TASK REQUIREMENTS:
Find the word "shutdown" in the data, then copy each line where it is found.

DATA EXTRACT:
== Segment start ==

//! Test server and line client for protocol tests
//!
//! Starts a real `MpdServer` on an ephemeral port with a small in-memory
//! library, and talks to it over TCP the way an MPD client would.

#![allow(dead_code)]

use std::net::SocketAddr;
use std::path::Path;
use std::sync::Arc;
use std::time::Duration;

use tokio::io::{AsyncBufReadExt, AsyncWriteExt, BufReader, Lines};
use tokio::net::tcp::{OwnedReadHalf, OwnedWriteHalf};
use tokio::net::TcpStream;
use tokio_util::sync::CancellationToken;

use mpd_control::adapters::memory::{MemoryLibrary, MemoryPlaylists};
use mpd_control::adapters::playlist_files::JsonPlaylistStore;
use mpd_control::adapters::simulated::SimulatedPlayer;
use mpd_control::adapters::{LibraryRouter, PlaylistStore, Startable};
use mpd_control::bus::create_bus;
use mpd_control::engine::{spawn_end_of_track_listener, Core};
use mpd_control::models::{Album, Track};
use mpd_control::protocol::command_registry;
use mpd_control::server::{MpdServer, ServerSettings};

const READ_TIMEOUT: Duration = Duration::from_secs(5);

pub fn library_tracks() -> Vec<Track> {
    let justice = Album {
        name: "...And Justice for All".into(),
        artists: vec!["Metallica".into()],
        num_tracks: Some(9),
    };
    vec![
        Track {
            track_no: Some(1),
            ..Track::new("local:track:1")
                .with_name("One")
                .with_artist("Metallica")
                .with_length(446_000)
                .with_album(justice.clone())
        },
        Track {
            track_no: Some(2),
            ..Track::new("local:track:2")
                .with_name("Blackened")
                .with_artist("Metallica")
                .with_length(401_000)
                .with_album(justice)
        },
        Track::new("local:track:3")
            .with_name("Aces High")
            .with_artist("Iron Maiden")
            .with_length(271_000),
    ]
}

pub struct ServerOptions<'a> {
    pub password: Option<&'a str>,
    pub max_connections: usize,
    pub connection_timeout: Duration,
    pub playlist_dir: Option<&'a Path>,
}

impl Default for ServerOptions<'_> {
    fn default() -> Self {
        Self {
            password: None,
            max_connections: 10,
            connection_timeout: Duration::from_secs(30),
            playlist_dir: None,
        }
    }
}

pub struct TestServer {
    pub addr: SocketAddr,
    server: MpdServer,
    shutdown: CancellationToken,
}

impl TestServer {
    pub async fn start() -> Self {
        Self::start_with(ServerOptions::default()).await
    }

    pub async fn start_with(options: ServerOptions<'_>) -> Self {
        let shutdown = CancellationToken::new();
        let bus = create_bus();

        let mut library = LibraryRouter::new();
        library.add_provider(Arc::new(MemoryLibrary::new("local", library_tracks())));
        let playlists: Arc<dyn PlaylistStore> = match options.playlist_dir {
            Some(dir) => Arc::new(JsonPlaylistStore::open(dir).unwrap()),
            None => Arc::new(MemoryPlaylists::new()),
        };

        let (player, finished) = SimulatedPlayer::new(shutdown.clone());
        let core = Core::new(Arc::new(player), library, playlists, bus.clone()).into_shared();
        spawn_end_of_track_listener(core.clone(), finished, shutdown.clone());

        let settings = ServerSettings {
            bind_address: "127.0.0.1:0".to_string(),
            password: options.password.map(Arc::from),
            max_connections: options.max_connections,
            connection_timeout: options.connection_timeout,
        };
        let server = MpdServer::new(
            settings,
            core,
            Arc::new(command_registry().unwrap()),
            bus,
            shutdown.clone(),
        );
        server.start().await.unwrap();
        let addr = server.local_addr().await.unwrap();

        Self {
            addr,
            server,
            shutdown,
        }
    }

    /// Connect and consume the greeting
    pub async fn connect(&self) -> Client {
        let mut client = Client::connect(self.addr).await;
        assert_eq!(client.read_line().await.as_deref(), Some("OK MPD 0.19.0"));
        client
    }

    pub async fn stop(self) {
        self.shutdown.cancel();
        self.server.stop().await;
    }
}

pub struct Client {
    lines: Lines<BufReader<OwnedReadHalf>>,
    writer: OwnedWriteHalf,
}

impl Client {
    pub async fn connect(addr: SocketAddr) -> Self {
        let stream = TcpStream::connect(addr).await.unwrap();
        let (reader, writer) = stream.into_split();
        Self {
            lines: BufReader::new(reader).lines(),
            writer,
        }
    }

    pub async fn send(&mut self, request: &str) {
        self.writer
            .write_all(format!("{}\n", request).as_bytes())
            .await
            .unwrap();
    }

    /// Next line, or `None` once the server has closed the connection
    pub async fn read_line(&mut self) -> Option<String> {
        tokio::time::timeout(READ_TIMEOUT, self.lines.next_line())
            .await
            .expect("server answered in time")
            .unwrap_or(None)
    }

    /// Lines up to and including the terminating `OK` or `ACK`
    pub async fn read_response(&mut self) -> Vec<String> {
        let mut response = Vec::new();
        while let Some(line) = self.read_line().await {
            let done = line == "OK" || line.starts_with("ACK ");
            response.push(line);
            if done {
                break;
            }
        }
        response
    }

    pub async fn request(&mut self, request: &str) -> Vec<String> {
        self.send(request).await;
        self.read_response().await
    }

    /// Value of `key` in a `key: value` response
    pub async fn field(&mut self, request: &str, key: &str) -> Option<String> {
        let prefix = format!("{}: ", key);
        self.request(request)
            .await
            .into_iter()
            .find_map(|line| line.strip_prefix(&prefix).map(str::to_string))
    }
}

== Segment end ==

OUTPUT FOR THIS EXERCISE:
    shutdown: CancellationToken,
        let shutdown = CancellationToken::new();
        let (player, finished) = SimulatedPlayer::new(shutdown.clone());
        spawn_end_of_track_listener(core.clone(), finished, shutdown.clone());
            shutdown.clone(),
            shutdown,
        self.shutdown.cancel();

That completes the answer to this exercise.